Gegen Ende des 19. Jahrhunderts führten radikale Veränderungen auf politischem, wirtschaftlichem und sozialem Gebiet, besonders in Wissenschaft und Technik, zu einer Spaltung der Gesellschaft in zwei Klassen. Nach der Auflösung der Standeszünfte hatte die große Masse der Arbeiterschaft keine Macht und keinen Besitz, um sich dem unwürdigen Dasein als notleidende Arbeiterklasse entgegenzustellen, bei der die Menschenwürde und Grundrechte verloren gingen. Es gab ein hohes Maß an sozialer Ungerechtigkeit. Der Konflikt zwischen Liberalismus und Sozialismus drohte seinen Höhepunkt in einer Revolution zu finden.

Inhalt

Leo XIII. erkannte in den „neuen Dingen“ (wörtliche Übersetzung), gemeint sind neue Verhältnisse und Entwicklungen oder, wie es in der deutschen Übersetzung heißt: „Geist der Neuerung“, eine Gefahr für Gesellschaft und Staat. Seine Enzyklika ist in zwei Hauptteile unterteilt.

Im ersten Teil argumentiert er gegen die sozialistische Theorie der damaligen Zeit als Lösung der gesellschaftlichen Missstände. Die Aufhebung des Privateigentums und die Überführung des Einzelbesitzes in die Hand der Allgemeinheit seien nicht nur rechtswidrig und wider die natürlichen Gesetze, sondern würden der Arbeiterklasse zudem selbst schaden (RN 4, 5). Seit Bestehen der Menschheit sei der Beweggrund von Arbeit, Einsatz und Fleiß der Erwerb von Eigentum, um den nötigen Lebensunterhalt zu decken.

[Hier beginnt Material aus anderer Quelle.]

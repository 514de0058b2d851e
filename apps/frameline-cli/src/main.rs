use clap::{Parser, Subcommand};
use frameline_common::{MaterialDesc, MeshDesc, ParticleEmitterDesc, TextureSet, Transform};
use frameline_engine::{Engine, EngineConfig};
use frameline_kernel::{GameObject, MeshPart};
use frameline_render::RecordingDevice;
use glam::{Quat, Vec3};
use std::path::PathBuf;
use tracing_subscriber::EnvFilter;

const FRAME_TIME: f32 = 1.0 / 60.0;

#[derive(Parser)]
#[command(name = "frameline-cli", about = "Headless driver for the frameline engine")]
struct Cli {
    /// Enable verbose logging
    #[arg(short, long)]
    verbose: bool,

    #[command(subcommand)]
    command: Commands,
}

#[derive(Subcommand)]
enum Commands {
    /// Print engine version and crate info
    Info,
    /// Run frames over a generated scene against the recording device
    Run {
        /// Number of frames to run
        #[arg(short, long, default_value = "10")]
        frames: u64,
        /// Number of objects to spawn
        #[arg(short, long, default_value = "8")]
        objects: usize,
        /// Pipeline strategy: forward or deferred
        #[arg(short, long)]
        pipeline: Option<String>,
        /// Force FXAA on
        #[arg(long)]
        fxaa: bool,
        /// Engine config file; without it the built-in global bundle is used
        #[arg(short, long)]
        config: Option<PathBuf>,
    },
    /// Run one frame and dump the render scene table
    Scene {
        /// Number of objects to spawn
        #[arg(short, long, default_value = "4")]
        objects: usize,
    },
}

fn start_engine(
    config: Option<PathBuf>,
    pipeline: Option<String>,
    fxaa: bool,
) -> anyhow::Result<Engine<RecordingDevice>> {
    let mut engine_config = match config {
        Some(path) => EngineConfig::load(path)?,
        None => EngineConfig::default(),
    };
    if let Some(pipeline) = pipeline {
        engine_config.pipeline = pipeline;
    }
    if fxaa {
        engine_config.enable_fxaa = Some(true);
    }

    let assets = engine_config.asset_manager();
    let engine = if assets.exists(&engine_config.global_rendering_res_url) {
        Engine::start(&engine_config, RecordingDevice::new())?
    } else {
        tracing::info!(
            url = %engine_config.global_rendering_res_url,
            "global rendering resource not found, using built-in bundle"
        );
        let render_config = engine_config.builtin_render_config()?;
        Engine::with_render_config(render_config, assets, RecordingDevice::new())?
    };
    Ok(engine)
}

/// Lay objects out on a grid, alternating meshes and materials.
fn populate(engine: &mut Engine<RecordingDevice>, objects: usize) {
    let stone = MaterialDesc::textured(TextureSet {
        base_color: "asset/texture/stone/albedo.png".into(),
        normal: "asset/texture/stone/normal.png".into(),
        ..TextureSet::default()
    });
    for i in 0..objects {
        let position = Vec3::new((i % 4) as f32 * 2.0 - 3.0, 0.0, -((i / 4) as f32) * 2.0);
        let (mesh, material) = if i % 2 == 0 {
            ("asset/mesh/cube.obj", MaterialDesc::untextured())
        } else {
            ("asset/mesh/sphere.obj", stone.clone())
        };
        let id = engine.world_mut().spawn(GameObject::new(
            format!("object-{i}"),
            Transform::from_position(position),
            vec![MeshPart::new(MeshDesc::new(mesh), material)],
        ));
        if i == 0 {
            engine.world_mut().spawn_emitter(ParticleEmitterDesc {
                owner: Some(id),
                position,
                ..ParticleEmitterDesc::default()
            });
        }
    }
}

fn main() -> anyhow::Result<()> {
    let cli = Cli::parse();

    let filter = if cli.verbose { "debug" } else { "info" };
    tracing_subscriber::fmt()
        .with_env_filter(EnvFilter::new(filter))
        .init();

    match cli.command {
        Commands::Info => {
            println!("frameline-cli v{}", env!("CARGO_PKG_VERSION"));
            println!("engine: {}", frameline_engine::crate_info());
            println!("render: {}", frameline_render::crate_info());
        }
        Commands::Run {
            frames,
            objects,
            pipeline,
            fxaa,
            config,
        } => {
            let mut engine = start_engine(config, pipeline, fxaa)?;
            populate(&mut engine, objects);
            println!("Running {frames} frames over {objects} objects");

            let ids: Vec<_> = engine.world().objects().keys().copied().collect();
            for frame in 0..frames {
                if let Some(&first) = ids.first() {
                    if let Some(mut transform) = engine.world().get(first).map(|o| o.transform) {
                        transform.rotation = Quat::from_rotation_y(frame as f32 * 0.1);
                        engine.world_mut().set_transform(first, transform)?;
                    }
                }
                if frame == frames / 2 {
                    if let Some(&last) = ids.last() {
                        engine.world_mut().despawn(last);
                    }
                }

                let report = engine.tick_one_frame(FRAME_TIME);
                println!(
                    "frame {:>3}: {} entities, {} visible, +{} ~{} -{}, {} passes ({})",
                    report.frame_index,
                    report.entity_count,
                    report.visible,
                    report.drain.entities_created,
                    report.drain.entities_updated,
                    report.drain.entities_deleted,
                    report.passes.len(),
                    report.strategy
                );
            }

            println!("FPS (simulated): {}", engine.fps());
            print!("{}", engine.render().device().summary());
            engine.shutdown();
        }
        Commands::Scene { objects } => {
            let mut engine = start_engine(None, None, false)?;
            populate(&mut engine, objects);
            engine.tick_one_frame(FRAME_TIME);

            let scene = engine.render().scene();
            println!("=== Render scene ({} entities) ===", scene.entity_count());
            for entity in scene.entities() {
                let p = entity.model_matrix.w_axis;
                println!(
                    "  {} object={} part={} mesh={} material={} pos=({:.2}, {:.2}, {:.2}) visible={}",
                    entity.instance_id,
                    entity.object_id,
                    entity.part_index,
                    entity.mesh_asset_id,
                    entity.material_asset_id,
                    p.x,
                    p.y,
                    p.z,
                    entity.visible
                );
            }
        }
    }

    Ok(())
}
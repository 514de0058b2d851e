//! Shared value types for the frameline engine.
//!
//! Everything in this crate is plain data. The logic side builds these values
//! and the render side consumes them; neither side attaches behavior to them
//! beyond small math helpers.

mod bounds;
mod resource;
mod types;

pub use bounds::Aabb;
pub use resource::{MaterialDesc, MeshDesc, ParticleEmitterDesc, SkeletonPose, TextureSet};
pub use types::{CameraMode, ObjectId, Transform};
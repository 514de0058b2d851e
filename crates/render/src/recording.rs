use frameline_common::Aabb;
use std::collections::HashMap;
use std::fmt::Write as _;

use crate::desc::LevelResourceDesc;
use crate::device::{MaterialHandle, MeshHandle, MeshUpload, PassId, RenderDevice};
use crate::entity::RenderEntity;
use crate::error::DeviceError;
use crate::pipeline::FramePassData;
use crate::resource::{MaterialSourceDesc, MeshSourceDesc, PerFrameUniforms};

/// One call made against a [`RecordingDevice`].
#[derive(Debug, Clone, PartialEq)]
pub enum DeviceCall {
    UploadGlobal { brdf_map: String },
    UploadMesh { file: String, ok: bool },
    UploadMaterial { base_color: String, ok: bool },
    UploadInstance { instance: u64 },
    UploadPerFrame { entity_count: u32 },
    BeginFrame,
    Pass { pass: PassId, instances: usize },
    ReleaseLevel,
}

#[derive(Debug, Clone, Copy, Default, PartialEq, Eq)]
pub struct DeviceStats {
    pub frames: u64,
    pub meshes: usize,
    pub materials: usize,
    pub instance_uploads: usize,
    pub failed_uploads: usize,
}

/// Headless render device that records every call.
///
/// Stands in for a GPU backend in the CLI and in tests. Uploads succeed
/// unless a file matches a suffix registered with [`fail_on`](Self::fail_on).
#[derive(Debug, Default)]
pub struct RecordingDevice {
    calls: Vec<DeviceCall>,
    failing: Vec<String>,
    mesh_bounds: HashMap<String, Aabb>,
    uploads: HashMap<String, usize>,
    stats: DeviceStats,
    last_frame: Vec<PassId>,
    next_handle: u32,
}

impl RecordingDevice {
    pub fn new() -> Self {
        Self::default()
    }

    /// Report `bounds` for meshes whose file ends with `suffix`.
    pub fn with_mesh_bounds(mut self, suffix: impl Into<String>, bounds: Aabb) -> Self {
        self.mesh_bounds.insert(suffix.into(), bounds);
        self
    }

    /// Fail uploads of any file ending with `suffix`.
    pub fn fail_on(mut self, suffix: impl Into<String>) -> Self {
        self.failing.push(suffix.into());
        self
    }

    /// Successful uploads of files ending with `suffix`.
    pub fn upload_count_for(&self, suffix: &str) -> usize {
        self.uploads
            .iter()
            .filter(|(file, _)| file.ends_with(suffix))
            .map(|(_, count)| count)
            .sum()
    }

    pub fn calls(&self) -> &[DeviceCall] {
        &self.calls
    }

    pub fn stats(&self) -> DeviceStats {
        self.stats
    }

    /// Passes executed since the last `begin_frame`.
    pub fn passes(&self) -> &[PassId] {
        &self.last_frame
    }

    fn fails(&self, file: &str) -> bool {
        self.failing.iter().any(|suffix| file.ends_with(suffix.as_str()))
    }

    fn handle(&mut self) -> u32 {
        self.next_handle += 1;
        self.next_handle
    }

    fn record_upload(&mut self, file: &str) {
        *self.uploads.entry(file.to_owned()).or_default() += 1;
    }

    /// Human-readable report of what the device has seen.
    pub fn summary(&self) -> String {
        let mut out = String::new();
        let _ = writeln!(out, "=== Device (frames={}) ===", self.stats.frames);
        let _ = writeln!(
            out,
            "Meshes: {}  Materials: {}  Instance uploads: {}  Failed: {}",
            self.stats.meshes,
            self.stats.materials,
            self.stats.instance_uploads,
            self.stats.failed_uploads
        );
        let passes: Vec<String> = self.last_frame.iter().map(|p| format!("{p:?}")).collect();
        let _ = writeln!(out, "Last frame: {}", passes.join(" > "));
        out
    }
}

impl RenderDevice for RecordingDevice {
    fn upload_global_resource(&mut self, desc: &LevelResourceDesc) -> Result<(), DeviceError> {
        self.calls.push(DeviceCall::UploadGlobal {
            brdf_map: desc.ibl.brdf_map.clone(),
        });
        if self.fails(&desc.ibl.brdf_map) {
            self.stats.failed_uploads += 1;
            return Err(DeviceError::AssetMissing(desc.ibl.brdf_map.clone()));
        }
        Ok(())
    }

    fn upload_mesh(&mut self, source: &MeshSourceDesc) -> Result<MeshUpload, DeviceError> {
        let ok = !self.fails(&source.mesh_file);
        self.calls.push(DeviceCall::UploadMesh {
            file: source.mesh_file.clone(),
            ok,
        });
        if !ok {
            self.stats.failed_uploads += 1;
            return Err(DeviceError::AssetMissing(source.mesh_file.clone()));
        }
        self.record_upload(&source.mesh_file);
        self.stats.meshes += 1;
        let bounding_box = self
            .mesh_bounds
            .iter()
            .find(|(suffix, _)| source.mesh_file.ends_with(suffix.as_str()))
            .map(|(_, bounds)| *bounds)
            .unwrap_or(Aabb::UNIT_CUBE);
        Ok(MeshUpload {
            handle: MeshHandle(self.handle()),
            bounding_box,
        })
    }

    fn upload_material(
        &mut self,
        source: &MaterialSourceDesc,
    ) -> Result<MaterialHandle, DeviceError> {
        let failed = source.texture_files().find(|f| self.fails(f)).map(str::to_owned);
        self.calls.push(DeviceCall::UploadMaterial {
            base_color: source.base_color_file.clone(),
            ok: failed.is_none(),
        });
        if let Some(file) = failed {
            self.stats.failed_uploads += 1;
            return Err(DeviceError::Upload {
                resource: source.base_color_file.clone(),
                reason: format!("texture {file} missing"),
            });
        }
        self.record_upload(&source.base_color_file);
        self.stats.materials += 1;
        Ok(MaterialHandle(self.handle()))
    }

    fn upload_per_instance(&mut self, entity: &RenderEntity) {
        self.stats.instance_uploads += 1;
        self.calls.push(DeviceCall::UploadInstance {
            instance: entity.instance_id.0,
        });
    }

    fn upload_per_frame(&mut self, uniforms: &PerFrameUniforms) {
        self.calls.push(DeviceCall::UploadPerFrame {
            entity_count: uniforms.entity_count,
        });
    }

    fn begin_frame(&mut self) {
        self.stats.frames += 1;
        self.last_frame.clear();
        self.calls.push(DeviceCall::BeginFrame);
    }

    fn execute_pass(&mut self, pass: PassId, data: &FramePassData<'_>) {
        self.last_frame.push(pass);
        self.calls.push(DeviceCall::Pass {
            pass,
            instances: data.instance_count(pass),
        });
    }

    fn release_level_resources(&mut self) {
        self.calls.push(DeviceCall::ReleaseLevel);
    }
}
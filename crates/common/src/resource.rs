use glam::{Mat4, Quat, Vec3, Vec4};
use serde::{Deserialize, Serialize};

use crate::ObjectId;

/// Reference to a mesh asset by file path.
#[derive(Debug, Clone, PartialEq, Eq, Hash, Serialize, Deserialize)]
pub struct MeshDesc {
    pub mesh_file: String,
}

impl MeshDesc {
    pub fn new(mesh_file: impl Into<String>) -> Self {
        Self {
            mesh_file: mesh_file.into(),
        }
    }
}

/// The five texture slots of a PBR material.
#[derive(Debug, Clone, Default, PartialEq, Eq, Hash, Serialize, Deserialize)]
pub struct TextureSet {
    pub base_color: String,
    pub metallic_roughness: String,
    pub normal: String,
    pub occlusion: String,
    pub emissive: String,
}

/// Material reference carried by an object part.
///
/// `textures: None` means the object supplies no texture set and the render
/// side substitutes its default material.
#[derive(Debug, Clone, Default, PartialEq, Eq, Hash, Serialize, Deserialize)]
pub struct MaterialDesc {
    pub textures: Option<TextureSet>,
    #[serde(default)]
    pub translucent: bool,
}

impl MaterialDesc {
    pub fn untextured() -> Self {
        Self::default()
    }

    pub fn textured(textures: TextureSet) -> Self {
        Self {
            textures: Some(textures),
            translucent: false,
        }
    }
}

/// Result of skeletal animation for one part: one matrix per joint.
#[derive(Debug, Clone, Default, PartialEq, Serialize, Deserialize)]
pub struct SkeletonPose {
    pub joints: Vec<Mat4>,
}

impl SkeletonPose {
    pub fn joint_count(&self) -> usize {
        self.joints.len()
    }
}

/// Parameters of one particle emitter.
#[derive(Debug, Clone, PartialEq, Serialize, Deserialize)]
pub struct ParticleEmitterDesc {
    /// Object the emitter is attached to, if any.
    pub owner: Option<ObjectId>,
    pub position: Vec3,
    pub rotation: Quat,
    pub velocity: Vec3,
    pub acceleration: Vec3,
    pub size: Vec3,
    pub emit_count: u32,
    /// Particle lifetime in seconds.
    pub life: f32,
    pub color: Vec4,
}

impl Default for ParticleEmitterDesc {
    fn default() -> Self {
        Self {
            owner: None,
            position: Vec3::ZERO,
            rotation: Quat::IDENTITY,
            velocity: Vec3::Y,
            acceleration: Vec3::new(0.0, -9.8, 0.0),
            size: Vec3::splat(0.05),
            emit_count: 64,
            life: 2.0,
            color: Vec4::ONE,
        }
    }
}
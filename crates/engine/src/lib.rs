//! Engine context: owns the world and the render system and runs the frame
//! loop.
//!
//! # Invariants
//! - The world is only read while publishing, after the logic tick.
//! - Exactly one swap per frame, between the logic tick and the render tick.
//! - Configuration errors surface from [`Engine::start`]; nothing inside a
//!   frame is fatal.

pub mod bridge;
pub mod config;
pub mod engine;
pub mod error;
pub mod timing;

pub use bridge::{Published, object_desc, publish_events};
pub use config::EngineConfig;
pub use engine::Engine;
pub use error::EngineError;
pub use timing::FpsCounter;

pub fn crate_info() -> &'static str {
    "frameline-engine v0.1.0"
}
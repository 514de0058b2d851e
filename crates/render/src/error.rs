use frameline_assets::AssetError;

/// Errors that halt startup. Never raised from inside a frame.
#[derive(Debug, thiserror::Error)]
pub enum ConfigError {
    #[error("unsupported render pipeline type: {0:?}")]
    UnknownPipeline(String),
    #[error("malformed global rendering resource: {field}: {reason}")]
    Malformed { field: &'static str, reason: String },
    #[error("failed to load global rendering resource: {0}")]
    Asset(#[from] AssetError),
}

/// Errors reported by a render device.
///
/// Inside a frame these are absorbed per object: the uploader substitutes a
/// placeholder or skips the part and keeps going.
#[derive(Debug, Clone, PartialEq, thiserror::Error)]
pub enum DeviceError {
    #[error("asset missing: {0}")]
    AssetMissing(String),
    #[error("upload of {resource} failed: {reason}")]
    Upload { resource: String, reason: String },
}

/// Errors from render system construction.
#[derive(Debug, thiserror::Error)]
pub enum RenderError {
    #[error(transparent)]
    Config(#[from] ConfigError),
    #[error("device initialization failed: {0}")]
    Device(#[from] DeviceError),
}
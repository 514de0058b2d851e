use frameline_assets::AssetManager;
use frameline_common::ObjectId;

use crate::camera::RenderCamera;
use crate::config::RenderConfig;
use crate::device::{PassId, RenderDevice};
use crate::error::RenderError;
use crate::guid::Guid;
use crate::pipeline::{PipelineStrategy, RenderPipeline};
use crate::resource::RenderResource;
use crate::scene::{DirectionalLight, RenderScene};
use crate::swap::{FrameDelta, SwapBuffer};
use crate::uploader::{DrainStats, FrameUploader};

/// Screen rectangle the engine content is drawn into.
#[derive(Debug, Clone, Copy, PartialEq)]
pub struct Viewport {
    pub x: f32,
    pub y: f32,
    pub width: f32,
    pub height: f32,
}

impl Default for Viewport {
    fn default() -> Self {
        Self {
            x: 0.0,
            y: 0.0,
            width: 1280.0,
            height: 720.0,
        }
    }
}

/// Outcome of one render tick.
#[derive(Debug, Clone, PartialEq)]
pub struct FrameReport {
    pub frame_index: u64,
    pub strategy: PipelineStrategy,
    pub drain: DrainStats,
    pub entity_count: usize,
    pub visible: usize,
    pub passes: Vec<PassId>,
}

/// The render side of the engine.
///
/// Generic over the device chosen at startup. The logic side only ever
/// touches [`logic_swap_data`](Self::logic_swap_data); everything else is
/// mutated inside [`tick`](Self::tick).
#[derive(Debug)]
pub struct RenderSystem<D> {
    device: D,
    swap: SwapBuffer,
    scene: RenderScene,
    camera: RenderCamera,
    resource: RenderResource,
    pipeline: RenderPipeline,
    viewport: Viewport,
    frame_index: u64,
}

impl<D: RenderDevice> RenderSystem<D> {
    /// Start the render system and upload the global rendering resource.
    pub fn new(config: RenderConfig, assets: &AssetManager, mut device: D) -> Result<Self, RenderError> {
        let global = &config.global;
        global.validate()?;

        let camera = RenderCamera::from_config(&global.camera_config);
        let light = DirectionalLight {
            direction: global.directional_light.direction.normalize(),
            color: global.directional_light.color,
        };
        let scene = RenderScene::new(global.ambient_light, light);
        let mut resource = RenderResource::new(assets.clone());
        resource.upload_global_resource(&mut device, global.level_resource_desc(assets))?;

        tracing::info!(
            strategy = %config.strategy,
            fxaa = config.enable_fxaa,
            root = %assets.root().display(),
            "render system started"
        );
        Ok(Self {
            device,
            swap: SwapBuffer::new(),
            scene,
            camera,
            resource,
            pipeline: RenderPipeline::new(config.strategy, config.enable_fxaa),
            viewport: Viewport::default(),
            frame_index: 0,
        })
    }

    /// Drain the render side, then run every pass of the active strategy.
    pub fn tick(&mut self) -> FrameReport {
        let _span = tracing::info_span!("render_tick", frame = self.frame_index).entered();

        let drain = FrameUploader {
            scene: &mut self.scene,
            resource: &mut self.resource,
            camera: &mut self.camera,
            particles: self.pipeline.particle_pass_mut(),
            device: &mut self.device,
        }
        .drain(self.swap.readable());

        self.device.begin_frame();
        self.scene.update_visible_objects(&self.camera);
        self.resource.update_per_frame_buffer(&self.scene, &self.camera);
        self.device.upload_per_frame(self.resource.per_frame());

        let data = self.pipeline.prepare_pass_data(&self.scene, &self.resource);
        let passes = self.pipeline.render(&mut self.device, &data);
        self.pipeline.end_frame();

        let report = FrameReport {
            frame_index: self.frame_index,
            strategy: self.pipeline.strategy(),
            drain,
            entity_count: self.scene.entity_count(),
            visible: self.scene.visible().main_camera.len(),
            passes,
        };
        self.frame_index += 1;
        report
    }

    /// Exchange the logic and render sides. `false` if the render side still
    /// holds undrained payloads.
    pub fn swap_logic_render_data(&mut self) -> bool {
        self.swap.swap()
    }

    /// The producer side of the swap buffer.
    pub fn logic_swap_data(&mut self) -> &mut FrameDelta {
        self.swap.writable()
    }

    /// Read-only view of what the next tick will drain.
    pub fn pending_swap_data(&self) -> &FrameDelta {
        self.swap.pending()
    }

    pub fn set_pipeline_strategy(&mut self, strategy: PipelineStrategy) {
        self.pipeline.set_strategy(strategy);
    }

    pub fn update_engine_content_viewport(&mut self, x: f32, y: f32, width: f32, height: f32) {
        self.viewport = Viewport {
            x,
            y,
            width,
            height,
        };
        self.camera.set_aspect(width / height);
    }

    pub fn viewport(&self) -> Viewport {
        self.viewport
    }

    /// Object that owns a drawn instance, for picking.
    pub fn object_id_of_instance(&self, instance_id: Guid) -> Option<ObjectId> {
        self.scene.object_id_of(instance_id)
    }

    /// Drop every level-scoped entity, identity and resource.
    pub fn clear_for_level_reloading(&mut self) {
        self.scene.clear_for_level_reloading();
        self.resource.clear_level();
        self.pipeline.particle_pass_mut().clear();
        self.device.release_level_resources();
        self.swap.clear();
        tracing::info!("render system cleared for level reload");
    }

    pub fn scene(&self) -> &RenderScene {
        &self.scene
    }

    pub fn camera(&self) -> &RenderCamera {
        &self.camera
    }

    pub fn resource(&self) -> &RenderResource {
        &self.resource
    }

    pub fn pipeline(&self) -> &RenderPipeline {
        &self.pipeline
    }

    pub fn device(&self) -> &D {
        &self.device
    }

    pub fn device_mut(&mut self) -> &mut D {
        &mut self.device
    }

    pub fn frame_index(&self) -> u64 {
        self.frame_index
    }

    pub fn into_device(self) -> D {
        self.device
    }
}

Der Mensch habe nach geleisteter Arbeit das Recht auf Lohn und auch das Recht, über diesen frei zu verfügen. Investiert der Arbeiter einen Teil seines Lohns in Sachgüter, so seien diese Güter der Ertrag seiner Arbeit in neuer Form. Die Umwandlung von Privatgut in Gemeingut beraube die Arbeiter demnach der Erträge ihrer Arbeit und missachte den Eigentumsanspruch, der „dem Menschen von Natur zukommt“ (RN 5). Gerade dies dürfe weder bei Einzelpersonen noch bei Familien geschehen. Die Familie als Gemeinwesen sei älter als der Staat und dürfe deshalb nicht von ihm abhängig sein. Sie „besitzt […] die gleichen Rechte wie die bürgerliche Gesellschaft“ (RN 10) und müsse eigenständig bleiben.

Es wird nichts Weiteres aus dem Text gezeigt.